All flowering plants belong to a group of plants called angiosperms. The flowers that distinguish angiosperms from other plants are sexual reproductive organs, a survival strategy that has been successful enough to make angiosperms the most abundant type of land plant. The angiosperm life cycle begins and ends with a seed, each seed produced as a result of flowering and pollination.
Angiosperms can be divided into three groups--perennials, biennials and annuals--that refer to how often we gardeners have to replant them, and so, also to the length of their life cycles. Perennials live at least three years--even hundreds of years. Biennials and annuals don't possess the same longevity.
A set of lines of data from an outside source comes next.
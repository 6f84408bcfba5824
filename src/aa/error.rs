use thiserror::Error;

/// The errors raised while building an [`AAFramework`](crate::aa::AAFramework).
///
/// Argument labels are stored using their [`Display`](std::fmt::Display) representation,
/// which keeps this type independent from the label type of the framework.
///
/// A failed mutation never alters the framework it was applied on.
#[derive(Debug, Clone, PartialEq, Eq, Error)]
pub enum FrameworkError {
    /// An argument with the same label is already defined.
    #[error("argument {0} is already defined")]
    DuplicateArgument(String),
    /// No argument has this label.
    #[error("no such argument: {0}")]
    UnknownArgument(String),
}

#[cfg(test)]
mod tests {
    use super::*;

    #[test]
    fn test_display() {
        assert_eq!(
            "argument a is already defined",
            FrameworkError::DuplicateArgument("a".to_string()).to_string()
        );
        assert_eq!(
            "no such argument: b",
            FrameworkError::UnknownArgument("b".to_string()).to_string()
        );
    }

    #[test]
    fn test_into_anyhow() {
        let err: anyhow::Error = FrameworkError::UnknownArgument("c".to_string()).into();
        assert_eq!(
            Some(&FrameworkError::UnknownArgument("c".to_string())),
            err.downcast_ref::<FrameworkError>()
        );
    }
}
use super::{cli_manager::logging_level_cli_arg, command::Command, common};
use anyhow::Result;
use clap::{App, AppSettings, ArgMatches, SubCommand};

const CMD_NAME: &str = "check";

pub(crate) struct CheckCommand;

impl CheckCommand {
    pub(crate) fn new() -> Self {
        CheckCommand
    }
}

impl<'a> Command<'a> for CheckCommand {
    fn name(&self) -> &str {
        CMD_NAME
    }

    fn clap_subcommand(&self) -> App<'a, 'a> {
        SubCommand::with_name(CMD_NAME)
            .about("Checks input AF files for errors")
            .setting(AppSettings::DisableVersion)
            .arg(common::input_args())
            .arg(logging_level_cli_arg())
    }

    fn execute(&self, arg_matches: &ArgMatches<'_>) -> Result<()> {
        let af = common::read_input_file(arg_matches)?;
        println!(
            "{} argument(s), {} attack(s)",
            af.n_arguments(),
            af.n_attacks()
        );
        Ok(())
    }
}
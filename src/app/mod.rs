mod app_helper;

mod authors_command;
pub(crate) use authors_command::AuthorsCommand;

mod check_command;
pub(crate) use check_command::CheckCommand;

mod cli_manager;

mod command;

pub(crate) mod common;

mod consistency_command;
pub(crate) use consistency_command::ConsistencyCommand;

mod problems_command;
pub(crate) use problems_command::ProblemsCommand;

mod solve_command;
pub(crate) use solve_command::SolveCommand;
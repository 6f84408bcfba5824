use crate::{
    solvers::SemanticsSets,
    utils::{FrameworkIndex, GroundedLabelling},
};
use log::{debug, info};

/// Memoizes the results computed for a framework.
///
/// Each entry is valid for the framework generation it was computed at.
/// Accessing the cache with another generation drops all the entries first.
///
/// The grounded labelling, the framework index and the extensions of the multi-extension semantics are stored separately,
/// so that grounded queries never trigger an admissible set enumeration.
#[derive(Default)]
pub struct FrameworkCache {
    generation: Option<u64>,
    index: Option<FrameworkIndex>,
    grounded: Option<GroundedLabelling>,
    sets: Option<SemanticsSets>,
    n_computations: usize,
}

impl FrameworkCache {
    /// Returns the generation the entries of this cache are valid for, if any.
    pub fn generation(&self) -> Option<u64> {
        self.generation
    }

    /// Returns the number of entries computed since the creation of this cache.
    pub fn n_computations(&self) -> usize {
        self.n_computations
    }

    /// Drops all the entries.
    pub fn invalidate(&mut self) {
        if self.generation.is_some() {
            debug!("invalidating the cache of generation {:?}", self.generation);
        }
        self.generation = None;
        self.index = None;
        self.grounded = None;
        self.sets = None;
    }

    fn sync(&mut self, generation: u64) {
        if self.generation != Some(generation) {
            self.invalidate();
            self.generation = Some(generation);
        }
    }

    fn is_valid_for(&self, generation: u64) -> bool {
        self.generation == Some(generation)
    }

    /// Returns the cached framework index, if it is valid for the generation.
    pub fn index(&self, generation: u64) -> Option<&FrameworkIndex> {
        self.index.as_ref().filter(|_| self.is_valid_for(generation))
    }

    /// Returns the cached framework index, computing it first if needed.
    pub fn index_or_insert_with<F>(&mut self, generation: u64, f: F) -> &FrameworkIndex
    where
        F: FnOnce() -> FrameworkIndex,
    {
        self.sync(generation);
        if self.index.is_none() {
            info!("building the framework index for generation {}", generation);
            self.n_computations += 1;
        }
        self.index.get_or_insert_with(f)
    }

    /// Returns the cached grounded labelling, if it is valid for the generation.
    pub fn grounded(&self, generation: u64) -> Option<&GroundedLabelling> {
        self.grounded.as_ref().filter(|_| self.is_valid_for(generation))
    }

    /// Returns the cached grounded labelling, computing it first if needed.
    pub fn grounded_or_insert_with<F>(&mut self, generation: u64, f: F) -> &GroundedLabelling
    where
        F: FnOnce() -> GroundedLabelling,
    {
        self.sync(generation);
        if self.grounded.is_none() {
            info!("computing the grounded labelling for generation {}", generation);
            self.n_computations += 1;
        }
        self.grounded.get_or_insert_with(f)
    }

    /// Returns the cached extensions, if they are valid for the generation.
    pub fn sets(&self, generation: u64) -> Option<&SemanticsSets> {
        self.sets.as_ref().filter(|_| self.is_valid_for(generation))
    }

    /// Returns the cached extensions, computing them first if needed.
    pub fn sets_or_insert_with<F>(&mut self, generation: u64, f: F) -> &SemanticsSets
    where
        F: FnOnce() -> SemanticsSets,
    {
        self.sync(generation);
        if self.sets.is_none() {
            info!("computing the extensions for generation {}", generation);
            self.n_computations += 1;
        }
        self.sets.get_or_insert_with(f)
    }
}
Annuals, as the name implies, only last for one growing season, then need to be replanted; biennials live for two. Because biennials and perennials don't go from seed to seed in one growing season, they rest during a dormant stage, resuming growth in spring.
All angiosperms, including annuals, begin life by sprouting from a seed. One or two cotyledons emerge, looking like small leaves. If two leaves have appeared, the plant is a dicot (short for dicotyledon). Dicots comprise the majority of angiosperms. Angiosperms sprouting only one cotyledon are monocots (monocotyledons). Leaves follow cotyledons, while underground, roots are digging in.
Once the annual is well established, it enters its reproductive phase by flowering. The flowers produce pollen, this pollen containing sperm that needs to make it to female flower parts. These female parts contain eggs awaiting fertilization. Once the pollen reaches its target, fertilization occurs. Fertilization results in a seed encased in a protective covering or fruit. This accomplished, an annual dies.
Biennials, too, sprout, then grow vegetative parts. From here, though, biennials take a detour before arriving at the reproductive stage. Instead of flowering during their first growth season, biennials grow tubers, corms or bulbs--all food storage organs--before going dormant for winter. Examples of such organs are onions and potatoes.
The food storage organs fuel the biennial's new growth come spring, when the plant emerges from dormancy. Once again active, a biennial produces more vegetative growth, then, like the annual, flowers, seeds and dies.
Perennials follow the same sprouting, growing and flowering pattern of annuals, but go dormant instead of dying in the fall and winter. If the perennial is woody, it simply rests. If deciduous, the plant drops its leaves, which grow back when spring arrives to instigate new growth.
If the perennial is herbaceous, its stems, lacking protective bark, die back when faced with winter. Roots survive, though, and from them the plant regrows in spring. Perennials may not flower every year, especially when they are young.
Life Cycle Variations
Sometimes environmental conditions don't favor a plant, and the plant is forced to attempt to live out a life cycle in one season. This phenomenon is called bolting. Gardeners may see it if they plant flowers that aren't naturally suited to the climate.
If a gardener wants to grow a biennial or perennial in a stressful climate, they often treat the plants like annuals, replanting them every year.